Task prompt
Find each line below where the word "ParseScopeIdError" occurs, and copy it.

Entries shown

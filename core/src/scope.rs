//! Scope identification: the partition key used everywhere in Chatify.
//!
//! A [`ScopeKey`] pairs a [`ScopeType`] with a [`ScopeId`] and is the thing
//! every message, subscription, and stored row is keyed by. Its canonical
//! serialized form (`"{ScopeType}:{ScopeId}"`) is the single place that
//! concatenation happens — every other module treats `ScopeKey` as an opaque
//! value and calls [`ScopeKey::canonical`] rather than building the string
//! itself.

use serde::{Deserialize, Serialize};
use std::fmt;
use std::str::FromStr;
use thiserror::Error;

/// Error returned when a [`ScopeId`] fails validation.
#[derive(Error, Debug, Clone, PartialEq, Eq)]
#[error("invalid scope id: {0}")]
pub struct ParseScopeIdError(String);

/// Whether a scope is a multi-participant channel or a direct message.
///
/// Serializes to exactly `"Channel"` or `"DirectMessage"`, matching the
/// `scopeType` field of the wire format in the log and the `ScopeType`
/// component of the canonical `ScopeKey` string.
#[derive(Copy, Clone, Debug, PartialEq, Eq, Hash, Serialize, Deserialize)]
pub enum ScopeType {
    /// A many-participant channel.
    Channel,
    /// A (typically two-party) direct message conversation.
    DirectMessage,
}

impl ScopeType {
    /// The string used in the canonical `ScopeKey` serialization and in the
    /// `scopeType` wire field.
    #[must_use]
    pub const fn as_str(self) -> &'static str {
        match self {
            Self::Channel => "Channel",
            Self::DirectMessage => "DirectMessage",
        }
    }
}

impl fmt::Display for ScopeType {
    fn fmt(&self, f: &mut fmt::Formatter<'_>) -> fmt::Result {
        write!(f, "{}", self.as_str())
    }
}

impl FromStr for ScopeType {
    type Err = ParseScopeIdError;

    fn from_str(s: &str) -> Result<Self, Self::Err> {
        match s {
            "Channel" => Ok(Self::Channel),
            "DirectMessage" => Ok(Self::DirectMessage),
            other => Err(ParseScopeIdError(format!("unknown scope type: {other}"))),
        }
    }
}

/// Identifier of a scope within its [`ScopeType`].
///
/// A newtype wrapper around `String`, following the same validated/unchecked
/// split as an event-sourced stream identifier: [`FromStr`] validates
/// (1–256 non-whitespace characters per `spec.md` §3), while
/// [`ScopeId::new_unchecked`] is for application-controlled data that is
/// already known to be valid (e.g. round-tripping a value read back out of
/// the log).
#[derive(Clone, Debug, PartialEq, Eq, Hash, Serialize, Deserialize)]
pub struct ScopeId(String);

impl ScopeId {
    /// Maximum length in bytes, per `spec.md` §3.
    pub const MAX_LEN: usize = 256;

    /// Construct a `ScopeId` without validating it.
    ///
    /// Use only for application-controlled data already known to satisfy the
    /// 1–256 non-whitespace-character invariant (e.g. values read back out of
    /// storage that were validated on the way in).
    #[must_use]
    pub fn new_unchecked(id: impl Into<String>) -> Self {
        Self(id.into())
    }

    /// Borrow the underlying string.
    #[must_use]
    pub fn as_str(&self) -> &str {
        &self.0
    }
}

impl fmt::Display for ScopeId {
    fn fmt(&self, f: &mut fmt::Formatter<'_>) -> fmt::Result {
        write!(f, "{}", self.0)
    }
}

impl FromStr for ScopeId {
    type Err = ParseScopeIdError;

    fn from_str(s: &str) -> Result<Self, Self::Err> {
        if s.is_empty() || s.len() > Self::MAX_LEN {
            return Err(ParseScopeIdError(format!(
                "scope id must be 1..={} characters, got {}",
                Self::MAX_LEN,
                s.len()
            )));
        }
        if s.chars().any(char::is_whitespace) {
            return Err(ParseScopeIdError(
                "scope id must not contain whitespace".to_string(),
            ));
        }
        Ok(Self(s.to_string()))
    }
}

impl AsRef<str> for ScopeId {
    fn as_ref(&self) -> &str {
        &self.0
    }
}

/// `(ScopeType, ScopeId)` — the partition key for a message, used as the log
/// record key and the `chat_messages` partition key alike.
#[derive(Clone, Debug, PartialEq, Eq, Hash, Serialize, Deserialize)]
pub struct ScopeKey {
    /// Whether this scope is a channel or a direct message.
    pub scope_type: ScopeType,
    /// The scope's identifier within its type.
    pub scope_id: ScopeId,
}

/// Error returned when parsing a canonical `"{ScopeType}:{ScopeId}"` string fails.
#[derive(Error, Debug, Clone, PartialEq, Eq)]
#[error("invalid scope key: {0}")]
pub struct ParseScopeKeyError(String);

impl ScopeKey {
    /// Construct a new `ScopeKey`.
    #[must_use]
    pub const fn new(scope_type: ScopeType, scope_id: ScopeId) -> Self {
        Self {
            scope_type,
            scope_id,
        }
    }

    /// The canonical `"{ScopeType}:{ScopeId}"` serialization.
    ///
    /// This is the log record key, the `scope_id` column written to
    /// `chat_messages`, and the only place this concatenation happens in the
    /// workspace — every other module calls this method instead of building
    /// the string itself.
    #[must_use]
    pub fn canonical(&self) -> String {
        format!("{}:{}", self.scope_type, self.scope_id)
    }

    /// Parse a canonical `"{ScopeType}:{ScopeId}"` string back into a `ScopeKey`.
    ///
    /// # Errors
    ///
    /// Returns [`ParseScopeKeyError`] if the string has no `:` separator, the
    /// type component is not `Channel`/`DirectMessage`, or the id component
    /// fails [`ScopeId`] validation.
    pub fn parse_canonical(s: &str) -> Result<Self, ParseScopeKeyError> {
        let (type_part, id_part) = s
            .split_once(':')
            .ok_or_else(|| ParseScopeKeyError(format!("missing ':' separator in {s:?}")))?;
        let scope_type = type_part
            .parse::<ScopeType>()
            .map_err(|e| ParseScopeKeyError(e.to_string()))?;
        let scope_id = id_part
            .parse::<ScopeId>()
            .map_err(|e| ParseScopeKeyError(e.to_string()))?;
        Ok(Self::new(scope_type, scope_id))
    }
}

impl fmt::Display for ScopeKey {
    fn fmt(&self, f: &mut fmt::Formatter<'_>) -> fmt::Result {
        write!(f, "{}", self.canonical())
    }
}

#[cfg(test)]
mod tests {
    use super::*;

    #[test]
    fn scope_id_rejects_empty_and_too_long() {
        assert!("".parse::<ScopeId>().is_err());
        let too_long = "a".repeat(257);
        assert!(too_long.parse::<ScopeId>().is_err());
        let max = "a".repeat(256);
        assert!(max.parse::<ScopeId>().is_ok());
    }

    #[test]
    fn scope_id_rejects_whitespace() {
        assert!("has space".parse::<ScopeId>().is_err());
        assert!("tab\tchar".parse::<ScopeId>().is_err());
    }

    #[test]
    fn scope_key_canonical_roundtrip() {
        let key = ScopeKey::new(ScopeType::Channel, ScopeId::new_unchecked("scope-1"));
        assert_eq!(key.canonical(), "Channel:scope-1");
        let parsed = ScopeKey::parse_canonical("Channel:scope-1").expect("valid");
        assert_eq!(parsed, key);
    }

    #[test]
    fn scope_key_direct_message_roundtrip() {
        let key = ScopeKey::new(ScopeType::DirectMessage, ScopeId::new_unchecked("dm-42"));
        let canonical = key.canonical();
        let parsed = ScopeKey::parse_canonical(&canonical).expect("valid");
        assert_eq!(parsed, key);
    }

    #[test]
    fn scope_key_parse_rejects_missing_separator() {
        assert!(ScopeKey::parse_canonical("no-colon-here").is_err());
    }

    #[test]
    fn scope_key_parse_rejects_unknown_type() {
        assert!(ScopeKey::parse_canonical("Bogus:scope-1").is_err());
    }

    #[test]
    fn scope_type_display() {
        assert_eq!(ScopeType::Channel.to_string(), "Channel");
        assert_eq!(ScopeType::DirectMessage.to_string(), "DirectMessage");
    }
}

Task result
pub struct ParseScopeIdError(String);
    type Err = ParseScopeIdError;
            other => Err(ParseScopeIdError(format!("unknown scope type: {other}"))),
    type Err = ParseScopeIdError;
            return Err(ParseScopeIdError(format!(
            return Err(ParseScopeIdError(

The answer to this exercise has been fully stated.